Demand for RF technology for electronic warfare & radar systems increases

Increased demand for electronic warfare (EW) systems and radar modernization means opportunities as well as increased pressure to innovate for RF & microwave suppliers. In this Q & A with Ian Dunn, Vice President and General Manager of the Embedded Products Group in Mercury Systems? Commercial Electronic Business unit, he discusses this market trend as well as his company?s acquisition of the RF & microwave business from Microsemi, where open architecture and COTS fit in EW systems, and enabling security in future sensor networks.

MCHALE REPORT: Please provide a brief description of your responsibility within Mercury Systems and your group’s role within the company.

DUNN: I am Vice President and General Manager of the Embedded Products Group, part of Mercury Systems’ Commercial Electronics business unit. The group encompasses all of the traditional Mercury computing systems and some new investments in secure processing as well as system integration.

MCHALE REPORT: For many years Mercury Systems was seen as a large embedded computing supplier for intensive signal processing applications such as radar and electronic warfare (EW). Now the company has acquired key business lines from Microsemi including their RF and microwave group. Does this acquisition change how Mercury defines itself in the military market? If so, how?

DUNN: This acquisition is right in line with the transformation we’ve been going through since 2007 when Mark Aslett took over as CEO. He performed divestures of some of our non-performing businesses in 2008 and 2009 and restored the economic core of the company to focus on embedded computing for defense, then laid out a plan with the management team to transform Mercury into a subsystems company. Mercury went from building just blades to building complete embedded computer subsystems, which set the foundation.

Based on conversations with our customer base we then focused on adding missing elements such as RF and microwave. Our customers told us that to be in the subsystem business, our systems need to be application-ready with RF capability in the designs and with the necessary manufacturing capacity to back it up.

MCHALE REPORT: Will the acquired Microsemi businesses keep their branding or be rebranded as Mercury Systems divisions and products?

DUNN: There is only one brand – Mercury Systems – and we have been pretty disciplined about that inside and outside the company. As we’ve brought acquisitions online we’ve often sold assets that were not a fit investment or culture wise. All of these actions have been strategic, meaning not simply buying something and stripping it down into subset of capability, but rather building a creative engineering organization complimentary to the company’s sensor chain strategy.

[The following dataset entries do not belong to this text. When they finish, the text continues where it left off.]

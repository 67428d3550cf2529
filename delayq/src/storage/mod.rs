//! Storage layer
//!
//! The [`Store`] trait is the narrow contract the scheduler needs from the
//! backing store: an atomic counter, string values, and one ordered set per
//! topic. [`RedisStore`] is the production implementation, [`MemoryStore`]
//! keeps everything in process.

pub mod keys;
pub mod memory;
pub mod redis;

pub use keys::Keys;
pub use memory::MemoryStore;
pub use redis::RedisStore;

use crate::connection::ConnectionState;
use crate::Result;
use async_trait::async_trait;

/// Store client primitives
///
/// Each call is one round trip and is not retried here; reconnection is the
/// transport's job and is reported through [`Store::connection`].
#[async_trait]
pub trait Store: Send + Sync + 'static {
    /// Atomically increment a counter and return the new value. A missing
    /// counter starts at 0.
    async fn incr(&self, key: &str) -> Result<i64>;

    /// Overwrite a string value, returning the previous one
    async fn set(&self, key: &str, value: &str) -> Result<Option<String>>;

    /// Read a string value
    async fn get(&self, key: &str) -> Result<Option<String>>;

    /// Delete a string value. Deleting a missing key is not an error.
    async fn del(&self, key: &str) -> Result<()>;

    /// Add a member to an ordered set (or update its score)
    async fn zadd(&self, key: &str, member: &str, score: i64) -> Result<()>;

    /// Remove a member from an ordered set. Removing a missing member is
    /// not an error.
    async fn zrem(&self, key: &str, member: &str) -> Result<()>;

    /// Members with `score <= max`, lowest score first, at most `limit`
    async fn zrange_by_score(&self, key: &str, max: i64, limit: usize) -> Result<Vec<String>>;

    /// Number of members in an ordered set
    async fn zcard(&self, key: &str) -> Result<u64>;

    /// Reachability of this store
    fn connection(&self) -> &ConnectionState;
}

As far as reorganization is concerned the acquired Microsemi businesses fit very nicely into our portfolio. Microsemi over its years of acquiring companies kept their inherent engineering culture intact. They acquired a couple RF institutions centered on a core expertise that we will preserve within Mercury. The Microsemi facilities we acquired will remain, increasing our global footprint, such as those in San Jose and Camarillo, California. This is somewhat different than our past strategy, which was to have facilities kept close together geographically. One unwritten rule within the military RF and microwave business is that customers buy near where their engineers reside. This is not same in the computing market because the work can be done in software.

MCHALE REPORT: Will there be consolidation, staff reduction or other major reorganizations?

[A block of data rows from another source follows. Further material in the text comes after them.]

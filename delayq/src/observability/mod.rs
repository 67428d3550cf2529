//! Observability module
//!
//! Provides Prometheus metrics for scheduling and delivery.

pub mod metrics;

pub use metrics::SchedulerMetrics;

DUNN: Our strategic acquisition goal is to grow the acquired business in a way that is complementary to other Mercury businesses.

MCHALE REPORT: Radar and EW are defense applications that have shown steady growth the last few years. How do you see the market for each application today and going forward the next few years? Where will the most opportunities reside? In radar upgrades? New EW systems?

DUNN: We still think the fundamental growth area for the company is in EW with the right mix of RF capability to do broadband systems, getting as close to the antenna as we can get. You will see that in our marketing and the way we organize along the sensor chain. There is also a modernization revolution on the horizon in radar with elemental digital tiles. The U.S. government, defense prime contractors, and others are working to bring that to fruition.

If the radar revolution occurs in the near term it will create a tremendous computing challenge for designers to enable the tile concept in small, affordable solutions that are adaptable to meet the variety of threats out there.

For example, Mercury’s signal processing solutions are deployed in the Patriot Air & Missile Defense System’s radar and other defense radar and EW modernization programs.

MCHALE REPORT: Last month in San Francisco the RF and microwave community gathered for the International Microwave Symposium (IMS). What military RF and microwave design trends are you seeing emerging in this community?

DUNN: In the sensor chain from the network on back there is a need for more multifunction systems. This puts pressure on designers to architect a system that enables multi-spectrum digital acquisition while simultaneously designing for multifunction capability to adapt to different threats. There is also a lot of pressure to reduce SWaP in these systems.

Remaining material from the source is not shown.